Haven’t watched as much baseball this summer.  The Rockies are slightly below .500, so they won’t likely make the playoffs.  Haven’t watched much for sports since the U.S. women took the World Cup.  I got to see most of those games.  I have been watching old football highlights on youtube, mostly Nebraska from the 80s and 90s, to get ready for football season.  First college games are in only a few weeks.  Summer is definitely drawing down.

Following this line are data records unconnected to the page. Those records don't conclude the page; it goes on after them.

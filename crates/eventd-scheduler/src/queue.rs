use std::collections::HashMap;

use chrono::{DateTime, Utc};

use eventd_core::EventKey;

use crate::event::Event;

/// One heap slot: the event's identity plus a copy of its sort key.
///
/// The due time is duplicated here so re-heapifying never has to chase the
/// identity map; `resort_after_update` refreshes the copy.
#[derive(Debug, Clone)]
struct HeapSlot {
    key: EventKey,
    due: DateTime<Utc>,
}

/// The scheduler's cache: an identity map over all cached events and a
/// min-heap ordered by `next_execution`, with an identity→position index so
/// removal and in-place key changes are O(log n).
///
/// Events whose `next_execution` is `None` are held in the map but never in
/// the heap. The heap top is always the globally smallest due time among
/// cached events. All access goes through the engine's shared cache lock.
#[derive(Debug, Default)]
pub struct EventQueue {
    events: HashMap<EventKey, Event>,
    heap: Vec<HeapSlot>,
    positions: HashMap<EventKey, usize>,
}

impl EventQueue {
    pub fn new() -> Self {
        Self::default()
    }

    /// Number of cached events (queued or not).
    pub fn len(&self) -> usize {
        self.events.len()
    }

    pub fn is_empty(&self) -> bool {
        self.events.is_empty()
    }

    pub fn get(&self, key: &EventKey) -> Option<&Event> {
        self.events.get(key)
    }

    /// Mutable access for the engine's lock-holding inspect-and-mark step.
    /// Callers that change `next_execution` must follow up with
    /// [`resort_after_update`](Self::resort_after_update) or
    /// [`remove`](Self::remove).
    pub fn get_mut(&mut self, key: &EventKey) -> Option<&mut Event> {
        self.events.get_mut(key)
    }

    /// Add an event, replacing any previous entry under the same identity.
    /// Only events with a next execution time enter the heap.
    pub fn insert(&mut self, event: Event) {
        self.remove(&event.key);
        if let Some(due) = event.next_execution {
            let slot = HeapSlot {
                key: event.key.clone(),
                due,
            };
            self.heap.push(slot);
            let idx = self.heap.len() - 1;
            self.positions.insert(event.key.clone(), idx);
            self.sift_up(idx);
        }
        self.events.insert(event.key.clone(), event);
    }

    /// Remove by identity. A no-op returning `None` when absent; disabled
    /// events are evicted eagerly and may already be gone by the time a
    /// DROP notification arrives.
    pub fn remove(&mut self, key: &EventKey) -> Option<Event> {
        if let Some(pos) = self.positions.get(key).copied() {
            self.remove_slot(pos);
        }
        self.events.remove(key)
    }

    /// The cached event with the smallest `next_execution`, if any.
    pub fn peek_min(&self) -> Option<&Event> {
        let top = self.heap.first()?;
        self.events.get(&top.key)
    }

    /// Re-heapify a single entry whose `next_execution` changed in place.
    /// Handles all transitions: key change, newly schedulable (entered the
    /// heap), and no-longer-schedulable (left the heap).
    pub fn resort_after_update(&mut self, key: &EventKey) {
        let next = match self.events.get(key) {
            Some(event) => event.next_execution,
            None => return,
        };
        match (self.positions.get(key).copied(), next) {
            (Some(pos), Some(due)) => {
                self.heap[pos].due = due;
                self.sift_up(pos);
                self.sift_down(pos);
            }
            (Some(pos), None) => {
                self.remove_slot(pos);
            }
            (None, Some(due)) => {
                self.heap.push(HeapSlot {
                    key: key.clone(),
                    due,
                });
                let idx = self.heap.len() - 1;
                self.positions.insert(key.clone(), idx);
                self.sift_up(idx);
            }
            (None, None) => {}
        }
    }

    /// Drop everything. Used on scheduler shutdown; the catalog is untouched.
    pub fn clear(&mut self) {
        self.events.clear();
        self.heap.clear();
        self.positions.clear();
    }

    fn remove_slot(&mut self, pos: usize) {
        let removed = self.heap.swap_remove(pos);
        self.positions.remove(&removed.key);
        if pos < self.heap.len() {
            let moved = self.heap[pos].key.clone();
            self.positions.insert(moved, pos);
            self.sift_up(pos);
            self.sift_down(pos);
        }
    }

    fn swap_slots(&mut self, a: usize, b: usize) {
        self.heap.swap(a, b);
        self.positions.insert(self.heap[a].key.clone(), a);
        self.positions.insert(self.heap[b].key.clone(), b);
    }

    fn sift_up(&mut self, mut idx: usize) {
        while idx > 0 {
            let parent = (idx - 1) / 2;
            if self.heap[idx].due < self.heap[parent].due {
                self.swap_slots(idx, parent);
                idx = parent;
            } else {
                break;
            }
        }
    }

    fn sift_down(&mut self, mut idx: usize) {
        loop {
            let left = 2 * idx + 1;
            let right = left + 1;
            let mut smallest = idx;
            if left < self.heap.len() && self.heap[left].due < self.heap[smallest].due {
                smallest = left;
            }
            if right < self.heap.len() && self.heap[right].due < self.heap[smallest].due {
                smallest = right;
            }
            if smallest == idx {
                break;
            }
            self.swap_slots(idx, smallest);
            idx = smallest;
        }
    }

    /// Full structural check, run after every mutation in tests.
    #[cfg(test)]
    fn check_invariants(&self) {
        assert_eq!(self.heap.len(), self.positions.len());
        for (i, slot) in self.heap.iter().enumerate() {
            assert_eq!(self.positions.get(&slot.key), Some(&i), "stale position index");
            let event = self.events.get(&slot.key).expect("heap entry missing from map");
            assert_eq!(event.next_execution, Some(slot.due), "heap key out of date");
            if i > 0 {
                let parent = &self.heap[(i - 1) / 2];
                assert!(parent.due <= slot.due, "heap property violated");
            }
        }
        for (key, event) in &self.events {
            if event.next_execution.is_some() {
                assert!(self.positions.contains_key(key), "schedulable event not queued");
            }
        }
    }
}

#[cfg(test)]
mod tests {
    use super::*;
    use chrono::TimeZone;
    use eventd_core::{
        Definer, EventSchedule, EventStatus, IntervalUnit, OnCompletion, RoutineBody,
    };
    use std::sync::Arc;

    fn ts(m: u32) -> DateTime<Utc> {
        Utc.with_ymd_and_hms(2026, 6, 1, 12, m, 0).unwrap()
    }

    fn event(name: &str, next: Option<DateTime<Utc>>) -> Event {
        Event {
            key: EventKey::new("db1", name),
            definer: Definer {
                user: "root".to_string(),
                host: "localhost".to_string(),
            },
            body: RoutineBody::new("CALL f()"),
            schedule: EventSchedule::Recurring {
                interval_value: 1,
                interval_unit: IntervalUnit::Minute,
                starts: None,
                ends: None,
            },
            status: EventStatus::Enabled,
            on_completion: OnCompletion::Preserve,
            last_executed: None,
            created: ts(0),
            modified: ts(0),
            next_execution: next,
            no_more_executions: false,
            pending_drop: false,
            guard: Arc::new(crate::event::ExecutionGuard::default()),
        }
    }

    #[test]
    fn peek_min_is_always_the_earliest() {
        let mut queue = EventQueue::new();
        for (name, minute) in [("e3", 30), ("e1", 10), ("e4", 40), ("e2", 20)] {
            queue.insert(event(name, Some(ts(minute))));
            queue.check_invariants();
        }
        assert_eq!(queue.peek_min().unwrap().key.name, "e1");

        queue.remove(&EventKey::new("db1", "e1"));
        queue.check_invariants();
        assert_eq!(queue.peek_min().unwrap().key.name, "e2");
    }

    #[test]
    fn event_without_next_time_is_never_queued() {
        let mut queue = EventQueue::new();
        queue.insert(event("idle", None));
        queue.check_invariants();
        assert_eq!(queue.len(), 1);
        assert!(queue.peek_min().is_none());
    }

    #[test]
    fn remove_is_idempotent() {
        let mut queue = EventQueue::new();
        queue.insert(event("e1", Some(ts(5))));
        assert!(queue.remove(&EventKey::new("db1", "e1")).is_some());
        assert!(queue.remove(&EventKey::new("db1", "e1")).is_none());
        queue.check_invariants();
    }

    #[test]
    fn remove_from_middle_keeps_heap_property() {
        let mut queue = EventQueue::new();
        for (name, minute) in [("a", 1), ("b", 2), ("c", 3), ("d", 4), ("e", 5), ("f", 6)] {
            queue.insert(event(name, Some(ts(minute))));
        }
        queue.remove(&EventKey::new("db1", "c"));
        queue.check_invariants();
        let mut seen = Vec::new();
        while let Some(top) = queue.peek_min() {
            let key = top.key.clone();
            seen.push(key.name.clone());
            queue.remove(&key);
            queue.check_invariants();
        }
        assert_eq!(seen, vec!["a", "b", "d", "e", "f"]);
    }

    #[test]
    fn resort_moves_entry_both_directions() {
        let mut queue = EventQueue::new();
        queue.insert(event("e1", Some(ts(10))));
        queue.insert(event("e2", Some(ts(20))));
        queue.insert(event("e3", Some(ts(30))));

        // Push e1 past the others.
        let key = EventKey::new("db1", "e1");
        queue.get_mut(&key).unwrap().next_execution = Some(ts(40));
        queue.resort_after_update(&key);
        queue.check_invariants();
        assert_eq!(queue.peek_min().unwrap().key.name, "e2");

        // Pull e3 to the front.
        let key = EventKey::new("db1", "e3");
        queue.get_mut(&key).unwrap().next_execution = Some(ts(1));
        queue.resort_after_update(&key);
        queue.check_invariants();
        assert_eq!(queue.peek_min().unwrap().key.name, "e3");
    }

    #[test]
    fn resort_handles_heap_entry_and_exit() {
        let mut queue = EventQueue::new();
        queue.insert(event("e1", Some(ts(10))));

        // Exhausted: leaves the heap but stays in the map until removed.
        let key = EventKey::new("db1", "e1");
        queue.get_mut(&key).unwrap().next_execution = None;
        queue.resort_after_update(&key);
        assert!(queue.peek_min().is_none());
        assert!(queue.get(&key).is_some());

        // Re-scheduled: re-enters the heap.
        queue.get_mut(&key).unwrap().next_execution = Some(ts(15));
        queue.resort_after_update(&key);
        queue.check_invariants();
        assert_eq!(queue.peek_min().unwrap().key.name, "e1");
    }

    #[test]
    fn insert_replaces_same_identity() {
        let mut queue = EventQueue::new();
        queue.insert(event("e1", Some(ts(10))));
        queue.insert(event("e1", Some(ts(3))));
        queue.check_invariants();
        assert_eq!(queue.len(), 1);
        assert_eq!(queue.peek_min().unwrap().next_execution, Some(ts(3)));
    }

    #[test]
    fn clear_empties_everything() {
        let mut queue = EventQueue::new();
        queue.insert(event("e1", Some(ts(10))));
        queue.insert(event("e2", None));
        queue.clear();
        assert!(queue.is_empty());
        assert!(queue.peek_min().is_none());
        queue.check_invariants();
    }
}
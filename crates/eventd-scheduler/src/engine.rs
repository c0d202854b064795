use std::sync::atomic::{AtomicBool, Ordering};
use std::sync::{Arc, Mutex};
use std::time::Duration;

use chrono::Utc;
use tokio::sync::{watch, Mutex as AsyncMutex, Semaphore};
use tokio::task::{JoinHandle, JoinSet};
use tracing::{debug, error, info, warn};
use uuid::Uuid;

use eventd_catalog::CatalogStore;
use eventd_core::{EventKey, EventStatus, SchedulerConfig};

use crate::consistency::ConsistencyManager;
use crate::error::{Result, SchedulerError};
use crate::event::Event;
use crate::executor::{ExecutionContext, RoutineExecutor};
use crate::queue::EventQueue;
use crate::schedule::compute_next;

/// Lifecycle of the scheduling subsystem. Transitions only ever move
/// `Stopped → Running → Stopping → Stopped`, guarded by the start/stop lock.
#[derive(Debug, Clone, Copy, PartialEq, Eq)]
pub enum EngineState {
    Stopped,
    Running,
    Stopping,
}

/// State shared between the engine loop, worker tasks and the
/// consistency manager.
pub(crate) struct Shared {
    /// The cache lock: identity map + due-time min-heap.
    pub(crate) queue: Mutex<EventQueue>,
    pub(crate) catalog: Arc<dyn CatalogStore>,
    pub(crate) executor: Arc<dyn RoutineExecutor>,
    /// Mirror of the Running state readable without the start/stop lock,
    /// so DDL notifications (sync callers) can check it cheaply.
    pub(crate) running: AtomicBool,
    /// Optional global cap on concurrently executing routines.
    worker_permits: Option<Arc<Semaphore>>,
    /// In-flight worker tasks, drained (not cancelled) on stop.
    workers: AsyncMutex<JoinSet<()>>,
}

struct Lifecycle {
    state: EngineState,
    shutdown: Option<watch::Sender<bool>>,
    main: Option<JoinHandle<()>>,
}

/// The event scheduler: owns the cache, runs the main waiting/dispatch
/// loop, and spawns one ephemeral worker task per firing.
///
/// The catalog store and routine executor are injected collaborators; the
/// scheduler implements neither. At most one instance is Running at a time
/// (per instance; the start/stop lock refuses a second `start`).
pub struct Scheduler {
    shared: Arc<Shared>,
    lifecycle: AsyncMutex<Lifecycle>,
    poll_interval: Duration,
}

impl Scheduler {
    pub fn new(
        config: &SchedulerConfig,
        catalog: Arc<dyn CatalogStore>,
        executor: Arc<dyn RoutineExecutor>,
    ) -> Self {
        let worker_permits = config
            .max_concurrent_executions
            .map(|n| Arc::new(Semaphore::new(n)));
        Self {
            shared: Arc::new(Shared {
                queue: Mutex::new(EventQueue::new()),
                catalog,
                executor,
                running: AtomicBool::new(false),
                worker_permits,
                workers: AsyncMutex::new(JoinSet::new()),
            }),
            lifecycle: AsyncMutex::new(Lifecycle {
                state: EngineState::Stopped,
                shutdown: None,
                main: None,
            }),
            poll_interval: Duration::from_millis(config.poll_interval_ms.max(1)),
        }
    }

    /// Handle through which the DDL layer reports committed
    /// CREATE/ALTER/DROP EVENT statements.
    pub fn consistency_manager(&self) -> ConsistencyManager {
        ConsistencyManager::new(self.shared.clone())
    }

    pub async fn state(&self) -> EngineState {
        self.lifecycle.lock().await.state
    }

    pub fn is_running(&self) -> bool {
        self.shared.running.load(Ordering::Acquire)
    }

    /// Number of currently cached events.
    pub fn cached_events(&self) -> usize {
        self.shared.queue.lock().unwrap().len()
    }

    /// Transition Stopped → Running: bulk-load every enabled catalog row
    /// into the cache, then spawn the main loop.
    ///
    /// A single bad event never blocks startup: validation failures are
    /// persisted back as disabled and skipped; events whose schedule is
    /// already exhausted are dropped or disabled per their on-completion
    /// policy.
    pub async fn start(&self) -> Result<()> {
        let mut lifecycle = self.lifecycle.lock().await;
        if lifecycle.state != EngineState::Stopped {
            return Err(SchedulerError::AlreadyRunning);
        }

        let records = self.shared.catalog.scan_enabled()?;
        let now = Utc::now();
        let (mut loaded, mut skipped, mut dropped) = (0u32, 0u32, 0u32);
        {
            let mut queue = self.shared.queue.lock().unwrap();
            queue.clear();
            for record in records {
                let key = record.key.clone();
                let mut event = Event::from_record(record);

                if let Err(e) = self.shared.executor.validate(&event.body) {
                    warn!(key = %key, error = %e, "routine failed validation; disabling event");
                    if let Err(pe) = self.shared.catalog.update_runtime(
                        &key,
                        event.last_executed,
                        None,
                        EventStatus::Disabled,
                    ) {
                        error!(key = %key, error = %pe, "failed to persist disabled status");
                    }
                    skipped += 1;
                    continue;
                }

                let result = compute_next(&event, now);
                event.apply_schedule_result(&result);
                if event.next_execution.is_none() {
                    if event.pending_drop {
                        if let Err(e) = self.shared.catalog.delete(&key) {
                            error!(key = %key, error = %e, "failed to drop completed event");
                        }
                        dropped += 1;
                    } else {
                        if let Err(e) = self.shared.catalog.update_runtime(
                            &key,
                            event.last_executed,
                            None,
                            EventStatus::Disabled,
                        ) {
                            error!(key = %key, error = %e, "failed to persist disabled status");
                        }
                        skipped += 1;
                    }
                    continue;
                }

                queue.insert(event);
                loaded += 1;
            }
        }

        let (tx, rx) = watch::channel(false);
        let main = tokio::spawn(run_loop(self.shared.clone(), rx, self.poll_interval));
        lifecycle.shutdown = Some(tx);
        lifecycle.main = Some(main);
        lifecycle.state = EngineState::Running;
        self.shared.running.store(true, Ordering::Release);
        info!(loaded, skipped, dropped, "event scheduler started");
        Ok(())
    }

    /// Transition Running → Stopping → Stopped: the loop observes shutdown
    /// within one wait increment, in-flight workers are drained (never
    /// cancelled), and the cache is emptied. The catalog is untouched.
    pub async fn stop(&self) -> Result<()> {
        let mut lifecycle = self.lifecycle.lock().await;
        if lifecycle.state != EngineState::Running {
            return Err(SchedulerError::NotRunning);
        }
        lifecycle.state = EngineState::Stopping;
        self.shared.running.store(false, Ordering::Release);

        if let Some(tx) = lifecycle.shutdown.take() {
            let _ = tx.send(true);
        }
        if let Some(main) = lifecycle.main.take() {
            let _ = main.await;
        }

        let mut workers = self.shared.workers.lock().await;
        while workers.join_next().await.is_some() {}
        drop(workers);

        self.shared.queue.lock().unwrap().clear();
        lifecycle.state = EngineState::Stopped;
        info!("event scheduler stopped");
        Ok(())
    }
}

/// One decision of the main loop, made under the cache lock.
enum LoopStep {
    /// Re-inspect immediately (a defensive eviction happened).
    Retry,
    /// Nothing due; sleep at most this long, interruptible by shutdown.
    Wait(Duration),
    /// The top event is due.
    Fire(EventKey),
}

/// Main scheduling loop. Runs until the shutdown channel flips.
///
/// Waiting towards a due time happens in increments of at most the poll
/// interval, re-inspecting the queue top each round, so a CREATE that
/// introduces an earlier event, an ALTER/DROP of the current top, or a
/// stop() request is observed within one increment.
async fn run_loop(shared: Arc<Shared>, mut shutdown: watch::Receiver<bool>, poll: Duration) {
    info!("scheduler loop running");
    loop {
        if *shutdown.borrow() {
            break;
        }
        let step = inspect_top(&shared, poll);
        let wait = match step {
            LoopStep::Retry => continue,
            LoopStep::Fire(key) => {
                fire(&shared, &key).await;
                continue;
            }
            LoopStep::Wait(d) => d,
        };
        tokio::select! {
            _ = tokio::time::sleep(wait) => {}
            _ = shutdown.changed() => {}
        }
    }
    info!("scheduler loop exited");
}

fn inspect_top(shared: &Shared, poll: Duration) -> LoopStep {
    let mut queue = shared.queue.lock().unwrap();
    let Some(top) = queue.peek_min() else {
        return LoopStep::Wait(poll);
    };

    // Should not occur given the cache invariants; evict rather than spin.
    if top.status == EventStatus::Disabled {
        let key = top.key.clone();
        warn!(key = %key, "disabled event at queue top; evicting");
        queue.remove(&key);
        return LoopStep::Retry;
    }
    let key = top.key.clone();
    let Some(due) = top.next_execution else {
        warn!(key = %key, "queued event without next execution time; evicting");
        queue.remove(&key);
        return LoopStep::Retry;
    };

    let now = Utc::now();
    if due <= now {
        LoopStep::Fire(key)
    } else {
        let until = (due - now).to_std().unwrap_or(Duration::ZERO);
        LoopStep::Wait(until.min(poll))
    }
}

/// Fire the event at `key`, if it is still cached, still enabled and still
/// due. The re-checks under the cache lock are what resolve races against
/// DDL: either our inspect-and-mark step wins (the event fires once more)
/// or the remove won (we find nothing and walk away).
async fn fire(shared: &Arc<Shared>, key: &EventKey) {
    type Dispatch = (
        eventd_core::RoutineBody,
        ExecutionContext,
        Arc<crate::event::ExecutionGuard>,
        Option<tokio::sync::OwnedSemaphorePermit>,
    );

    let dispatch: Option<Dispatch> = {
        let mut queue = shared.queue.lock().unwrap();
        let now = Utc::now();

        let Some(event) = queue.get_mut(key) else {
            // Dropped or altered between our peek and now.
            return;
        };
        match event.next_execution {
            Some(due) if due <= now => {}
            // Rescheduled under us, or a spurious wake; restart the loop.
            _ => return,
        }
        if event.status == EventStatus::Disabled {
            queue.remove(key);
            return;
        }

        event.mark_executed(now);
        let result = compute_next(event, now);
        event.apply_schedule_result(&result);

        // Persistence failure is reported but does not block this firing.
        if let Err(e) = shared.catalog.update_runtime(
            key,
            event.last_executed,
            event.next_execution,
            event.status,
        ) {
            error!(key = %key, error = %e, "failed to persist post-firing state");
        }

        let mut permit = None;
        let mut dispatchable = true;
        if let Some(sem) = &shared.worker_permits {
            match sem.clone().try_acquire_owned() {
                Ok(p) => permit = Some(p),
                Err(_) => {
                    warn!(key = %key, "worker limit reached; skipping this firing");
                    dispatchable = false;
                }
            }
        }

        let dispatch = if dispatchable && event.guard.try_begin() {
            let ctx = ExecutionContext {
                execution_id: Uuid::new_v4(),
                key: key.clone(),
                definer: event.definer.clone(),
                scheduled_at: now,
            };
            Some((event.body.clone(), ctx, event.guard.clone(), permit))
        } else {
            if dispatchable {
                warn!(key = %key, "previous execution still in flight; skipping this firing");
            }
            None
        };

        let exhausted =
            event.no_more_executions || event.status == EventStatus::Disabled;
        let pending_drop = event.pending_drop;
        if exhausted {
            queue.remove(key);
            if pending_drop {
                match shared.catalog.delete(key) {
                    Ok(()) => info!(key = %key, "event dropped after final execution"),
                    Err(e) => error!(key = %key, error = %e, "failed to drop completed event"),
                }
            }
        } else {
            queue.resort_after_update(key);
        }
        dispatch
    };

    let Some((body, ctx, guard, permit)) = dispatch else {
        return;
    };

    let executor = shared.executor.clone();
    let mut workers = shared.workers.lock().await;
    // Reap already-finished workers so the set doesn't grow without bound.
    while workers.try_join_next().is_some() {}
    workers.spawn(async move {
        let _permit = permit;
        let execution_id = ctx.execution_id;
        let key = ctx.key.clone();
        debug!(key = %key, execution_id = %execution_id, "executing event");
        if let Err(e) = executor.execute(&body, ctx).await {
            warn!(key = %key, execution_id = %execution_id, error = %e, "event execution failed");
        }
        guard.end();
    });
}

I guess I have been taking it easier than normal this summer.  I still lift weights three times a week and do the exercise bike a few times a week too.  I try to socialize some every day, even if it is just online or over the phone.  Social media isn’t as stressful for me as it was a few years ago now that I have figured out how to better use it.  I have lots of friends on my lists, but only a handful I actively follow on a day to day basis.  I spend a lot of time with small tech enthusiast groups.  I try to avoid the larger groups as they can sometimes become kind of irritable with each other on controversial topics.  I don’t post as much as I previously did, sometimes I’m more content to read linked articles and discussion threads.  I try not to get involved in heated or pointless discussions.  I make efforts not to feed trolls and troublemakers.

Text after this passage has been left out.